TIDM35LY TIDMIPR

RNS Number : 7639F

International Power (Jersey) Ltd

20 June 2012

NOTICE TO HOLDERS OF

INTERNATIONAL POWER (JERSEY) LIMITED

US$228,262,000 - 3.75 PER CENT. GUARANTEED CONVERTIBLE BONDS DUE 2023

ISIN: XS0173110262

(the Bonds)

convertible into 3.75 per cent. redeemable preference shares of International Power (Jersey) Limited which are immediately exchanged for ordinary shares of and unconditionally guaranteed by

INTERNATIONAL POWER PLC

NOTICE OF ADJUSTMENT TO THE EXCHANGE PRICE

Adjustment Event

On 8 February 2012, International Power plc announced that on 29 June 2012 it would pay a cash Dividend of 6.6 euro cents per ordinary Share to Shareholders on the register of members on the record date of 25 May 2012.

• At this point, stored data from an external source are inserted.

use rand::rngs::SmallRng;
use rand::SeedableRng;
use sea_battle::{
    Board, BoardError, Coord, Grid, HuntTargeting, Orientation, RandomTargeting, Ship,
    ShotOutcome, TargetingStrategy, TrackingView,
};

fn c(row: usize, col: usize) -> Coord {
    Coord::new(row, col)
}

#[test]
fn test_random_returns_unknown_cells_only() {
    let grid = Grid::new(4, 4);
    let mut view = TrackingView::new(grid, true);
    let mut strategy = RandomTargeting::new(false);
    let mut rng = SmallRng::seed_from_u64(1);

    for n in 0..grid.cell_count() {
        assert_eq!(view.unknown_remaining(), grid.cell_count() - n);
        let coord = strategy.next_shot(&mut rng, &view).unwrap();
        assert!(view.is_unknown(coord), "{} was already resolved", coord);
        view.record(coord, &ShotOutcome::Miss);
    }
    assert_eq!(view.unknown_remaining(), 0);
    assert_eq!(
        strategy.next_shot(&mut rng, &view).unwrap_err(),
        BoardError::NoTargetsLeft
    );
}

#[test]
fn test_checkerboard_prefers_even_parity() {
    let grid = Grid::new(6, 6);
    let mut view = TrackingView::new(grid, true);
    let mut strategy = RandomTargeting::new(true);
    let mut rng = SmallRng::seed_from_u64(9);

    // a 6x6 grid has 18 even-parity cells; stay within them
    for _ in 0..18 {
        let coord = strategy.next_shot(&mut rng, &view).unwrap();
        assert_eq!(coord.parity(), 0);
        view.record(coord, &ShotOutcome::Miss);
    }
}

#[test]
fn test_checkerboard_falls_back_when_parity_class_empty() {
    let grid = Grid::new(2, 2);
    let mut view = TrackingView::new(grid, false);
    view.record(c(0, 0), &ShotOutcome::Miss);
    view.record(c(1, 1), &ShotOutcome::Miss);

    let mut strategy = RandomTargeting::new(true);
    let mut rng = SmallRng::seed_from_u64(3);
    let coord = strategy.next_shot(&mut rng, &view).unwrap();
    assert_eq!(coord.parity(), 1);
}

#[test]
fn test_hunt_probes_neighbors_in_priority_order() {
    // wounded ship at (2,2), all four neighbors unknown
    let grid = Grid::new(5, 5);
    let mut view = TrackingView::new(grid, true);
    let mut strategy = HuntTargeting::new(false);
    let mut rng = SmallRng::seed_from_u64(0);

    view.record(c(2, 2), &ShotOutcome::Hit);
    strategy.observe(c(2, 2), &ShotOutcome::Hit);
    assert!(strategy.is_hunting());

    // up comes first in the fixed priority order
    assert_eq!(strategy.next_shot(&mut rng, &view).unwrap(), c(1, 2));

    // a second aligned hit locks the vertical axis and extends it
    view.record(c(1, 2), &ShotOutcome::Hit);
    strategy.observe(c(1, 2), &ShotOutcome::Hit);
    assert_eq!(strategy.next_shot(&mut rng, &view).unwrap(), c(0, 2));
}

#[test]
fn test_hunt_falls_back_to_perpendicular_when_axis_spent() {
    let grid = Grid::new(5, 5);
    let mut view = TrackingView::new(grid, false);
    let mut strategy = HuntTargeting::new(false);
    let mut rng = SmallRng::seed_from_u64(0);

    view.record(c(2, 2), &ShotOutcome::Hit);
    strategy.observe(c(2, 2), &ShotOutcome::Hit);
    view.record(c(1, 2), &ShotOutcome::Hit);
    strategy.observe(c(1, 2), &ShotOutcome::Hit);

    // both vertical ends miss
    view.record(c(0, 2), &ShotOutcome::Miss);
    strategy.observe(c(0, 2), &ShotOutcome::Miss);
    view.record(c(3, 2), &ShotOutcome::Miss);
    strategy.observe(c(3, 2), &ShotOutcome::Miss);

    // axis exhausted, probe the perpendicular neighbors of the origin
    assert_eq!(strategy.next_shot(&mut rng, &view).unwrap(), c(2, 1));
}

#[test]
fn test_sinking_returns_to_random_mode() {
    let grid = Grid::new(5, 5);
    let mut strategy = HuntTargeting::new(false);

    strategy.observe(c(2, 2), &ShotOutcome::Hit);
    assert!(strategy.is_hunting());
    strategy.observe(c(2, 3), &ShotOutcome::Sunk(vec![c(2, 2), c(2, 3)]));
    assert!(!strategy.is_hunting());
}

#[test]
fn test_hunt_finishes_a_full_game_without_repeats() {
    // Hunt vs a real board: every selected shot must be fresh, and the game
    // must end within one pass over the grid.
    let grid = Grid::new(6, 6);
    let mut board = Board::new(grid).unwrap();
    board
        .place_ship(Ship::from_line(c(1, 1), Orientation::Horizontal, 3, &grid).unwrap())
        .unwrap();
    board
        .place_ship(Ship::from_line(c(4, 3), Orientation::Vertical, 2, &grid).unwrap())
        .unwrap();

    let mut view = TrackingView::new(grid, true);
    let mut strategy = HuntTargeting::new(false);
    let mut rng = SmallRng::seed_from_u64(11);

    let mut shots = 0;
    while !board.is_defeated() {
        let coord = strategy.next_shot(&mut rng, &view).unwrap();
        assert!(view.is_unknown(coord));
        let outcome = board.receive_shot(coord).unwrap();
        view.record(coord, &outcome);
        strategy.observe(coord, &outcome);
        shots += 1;
        assert!(shots <= grid.cell_count(), "strategy failed to terminate");
    }
    assert!(!strategy.is_hunting());
}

Adjustment of Exchange Price

Each US$1,000 principal amount of a Bond is convertible into one Preference Share with a paid-up value of US$1,000. The Preference Shares will be delivered to International Power plc following the issue of such Preference Shares to the Bondholder, in consideration for which International Power plc will deliver such number of Shares as results from dividing the paid up value of each Preference Share (translated into pounds sterling at the fixed exchange rate of US$1.5893 = GBP1) by the Exchange Price in effect on the relevant Conversion Date (rounded down to the nearest whole number of Shares).

Clause 7 of the Preference Share Guarantee and Undertaking requires an adjustment to be made to the Exchange Price in accordance with the terms of the schedule thereto (the Schedule) on the occurrence of certain corporate events. As a result of the announcement by International Power plc that it will pay a cash Dividend to the Shareholders, an adjustment to the Exchange Price is required pursuant to paragraph B (iii) of the Schedule.

The current Exchange Price is 109 pence.

From and including 29 June 2012, being the date of payment of the cash Dividend, the Exchange Price will be adjusted to 107 pence. In addition, we draw your attention to the notice to holders dated 17 May 2012 constituting a rule 15 proposal for the purposes of the city code on takeovers and mergers in connection with the recommended acquisition of International Power plc by Electrabel S.A., a wholly owned subsidiary of GDF Suez S.A. All other Terms and Conditions of the Bonds remain unchanged.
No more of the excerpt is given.